Demographic Optimism, Not Pessimism

The Washington Jewish Week, July 25, 2008

Anyone suggesting that Jews are doomed to become a minority west of the Jordan River is either grossly mistaken or outrageously misleading.

According to Israel’s Central Bureau of Statistics, the annual number of Jewish births has increased by 40% between 1995 (80,400) and 2007 (112,543), while the annual number of “Green Line” Arab births has stabilized around 39,000 during the same period.  The secular Jewish sector is mostly responsible to the impressive increase, especially Soviet Olim, who shifted from Russian fertility rate of 1 child per woman to the secular Israeli Jewish rate of 2.2 children. Arab-Jewish fertility gap has been reduced from 6 children per woman in 1969 to 0.7 child in 2007!  Arab fertility rate (3.5 births per woman) has declined 20 year faster than projected – due to successful integration into Israel’s health, educational, financial and commercial infrastructures - while Jewish fertility rate is rising (2.8 births per woman). Arab-Jewish fertility rates have converged in Jerusalem – 3.9 births per woman – for the first time since 1948. Currently, Israel’s Jewish fertility is the highest in the industrialized world.

 

The Bennett Zimmerman-led “American-Israel Demographic Research Group” (AIDRG) documents a substantial decline of Arab population growth rate in Judea & Samaria and Gaza, primarily, due to annual average net-emigration of well over 10,000 (some 80% from Judea & Samaria). Emigration was encouraged by King Hussein, but was slowed down in 1968 due to the access gained by Palestinians to Israel’s health, educational and employment base. However, emigration has escalated since 2000 due to the Second Intifadah, and shifted to a higher gear following the ascension of Hamas to power and the subsequent civil war with Fatah.  Arab net-emigration from Judea & Samaria and Gaza has peaked (25,000 annually in 2006 and 2007) with the rising price of oil, which has increased demand by Persian Gulf sheikdoms for Palestinian workforce.   At the same time, the Jewish State has benefited from annual Aliya since 1882, in defiance of Israel’s demographic establishment, which has projected – since 1944 - no substantial waves of Aliya.
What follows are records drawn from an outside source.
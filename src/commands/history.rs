//! @acp:module "History Commands"
//! @acp:summary "List, diff and restore document versions"
//! @acp:domain cli
//! @acp:layer handler

use anyhow::Result;
use console::style;

use super::CliWorkspace;
use crate::document::DocumentType;
use crate::history::{ChangeKind, DiffKind, DiffMode, DiffSummary};
use crate::storage::SaveOutcome;

/// Options for the versions command
#[derive(Debug, Clone)]
pub struct VersionsOptions {
    pub document_type: DocumentType,
    /// Output as JSON
    pub json: bool,
}

/// Options for the diff command
#[derive(Debug, Clone)]
pub struct DiffOptions {
    pub document_type: DocumentType,
    pub from: usize,
    pub to: usize,
    /// Overrides the configured diff mode
    pub mode: Option<DiffMode>,
    /// Output as JSON
    pub json: bool,
}

/// Options for the rollback command
#[derive(Debug, Clone)]
pub struct RollbackOptions {
    pub document_type: DocumentType,
    pub ordinal: usize,
    /// Fail if the document changed since this revision
    pub expected_revision: Option<u64>,
}

/// Execute the versions command
pub fn execute_versions(workspace: &CliWorkspace, options: VersionsOptions) -> Result<()> {
    let versions = workspace.list_versions(options.document_type)?;

    if options.json {
        println!("{}", serde_json::to_string_pretty(&versions)?);
        return Ok(());
    }

    if versions.is_empty() {
        println!(
            "{} {} has not been generated",
            style("⚠").yellow(),
            options.document_type.title()
        );
        return Ok(());
    }

    println!("{}", style(format!("{} versions:", options.document_type.title())).bold());
    for v in &versions {
        let marker = if v.is_current {
            style("●").green()
        } else {
            match v.change_kind {
                Some(ChangeKind::PreRestoreSnapshot) => style("↩").yellow(),
                Some(ChangeKind::ManualEdit) => style("✎").cyan(),
                _ => style("○").dim(),
            }
        };
        let detail = match (&v.author_id, v.change_kind) {
            (Some(author), Some(kind)) => format!("superseded by {} ({})", author, kind),
            _ => "current".to_string(),
        };
        println!(
            "  {} v{:<4} {}  {:>7} bytes  {}",
            marker,
            v.ordinal,
            style(v.created_at.format("%Y-%m-%d %H:%M:%S")).dim(),
            v.size,
            detail
        );
    }
    Ok(())
}

/// Execute the diff command
pub fn execute_diff(workspace: &CliWorkspace, options: DiffOptions) -> Result<()> {
    let mode = options.mode.unwrap_or(workspace.diff_mode());
    let lines = workspace.diff_with(options.document_type, options.from, options.to, mode)?;

    if options.json {
        println!("{}", serde_json::to_string_pretty(&lines)?);
        return Ok(());
    }

    for line in &lines {
        match line.kind {
            DiffKind::Equal => println!("  {}", line.text),
            DiffKind::Removed => println!("{}", style(format!("- {}", line.text)).red()),
            DiffKind::Added => println!("{}", style(format!("+ {}", line.text)).green()),
        }
    }

    let summary = DiffSummary::of(&lines);
    if summary.is_identical() {
        println!("{} Versions {} and {} are identical", style("✓").green(), options.from, options.to);
    } else {
        println!(
            "\n{} added, {} removed, {} unchanged",
            style(summary.added).green(),
            style(summary.removed).red(),
            summary.unchanged
        );
    }
    Ok(())
}

/// Execute the rollback command
pub fn execute_rollback(workspace: &mut CliWorkspace, options: RollbackOptions) -> Result<()> {
    let outcome = workspace.rollback(options.document_type, options.ordinal, options.expected_revision)?;
    match outcome {
        SaveOutcome::Saved => {
            let current = workspace.list_versions(options.document_type)?;
            let ordinal = current.first().map(|v| v.ordinal).unwrap_or_default();
            println!(
                "{} Restored {} to the content of version {} (now version {})",
                style("↩").yellow(),
                options.document_type.title(),
                options.ordinal,
                ordinal
            );
        }
        SaveOutcome::Unchanged => {
            println!(
                "{} Version {} already matches the current {}",
                style("✓").dim(),
                options.ordinal,
                options.document_type.title()
            );
        }
    }
    Ok(())
}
A decline in Judea & Samaria and Gaza Arab fertility has been documented by AIDRG, which audited Palestinian births, deaths, school enrollment and voter registration records, kept by the Palestinian Ministries of Health and Education, Palestinian Election Commission and the Palestinian Central Bureau of Statistics. The decline in fertility is attributed to accelerated urbanization, expanded education, evolving career mentality, higher divorce rate, higher median wedding-age, decline in teen–pregnancy and intense family planning, led by the Palestinian Authority and UNRWA. In fact, such a decline is typical of today’s Muslim countries, forcing the UN Population Division to reduce global population projections by 25%.  The unprecedented drop in Muslim fertility has been led by Iran’s Ayatollahs and Mullahs: from 10 children per woman twenty five years ago to 1.8 children today.  

AIDRG documents a 1.1MN (40%) artificial inflation in the official number of Palestinians in Gaza, Judea & Samaria (2.7MN and not 3.8MN) and a 53% inflation in the official number of Palestinians in Judea & Samaria alone (1.5MN and not 2.3MN).  The Palestinian Central Bureau of Statistics (PCBS) includes in its census some 400,000 overseas residents, it adds over 200,000 Israeli (Jerusalem) Arabs who are also counted as “Green Line” Arabs, it ignores about 200,000 emigrants (since 1997), etc. 

 

The World Bank 2006 survey of education, in Judea & Samaria and Gaza, documents a 32% gap between the number of Palestinian births claimed by the PCBS, and those documented by the Palestinian Ministries of Health and Education. The World Bank attributes the gap to reduced fertility and escalated emigration.

 

A solid 67% Jewish majority exists on 98.5% of the land between the Jordan River and the Mediterranean (without Gaza), compared with a 33% and an 8% minority – west of the Jordan River - in 1947 and 1900 respectively.

 

There is a demographic problem, but there is no demographic machete at the throat of the Jewish State. Moreover, the demographic momentum has shifted to the Jewish sector. Demography constitutes a source of hope and optimism, not fatalism and pessimism, when it comes to long-term social, economic, Aliya and national security policy decision-making.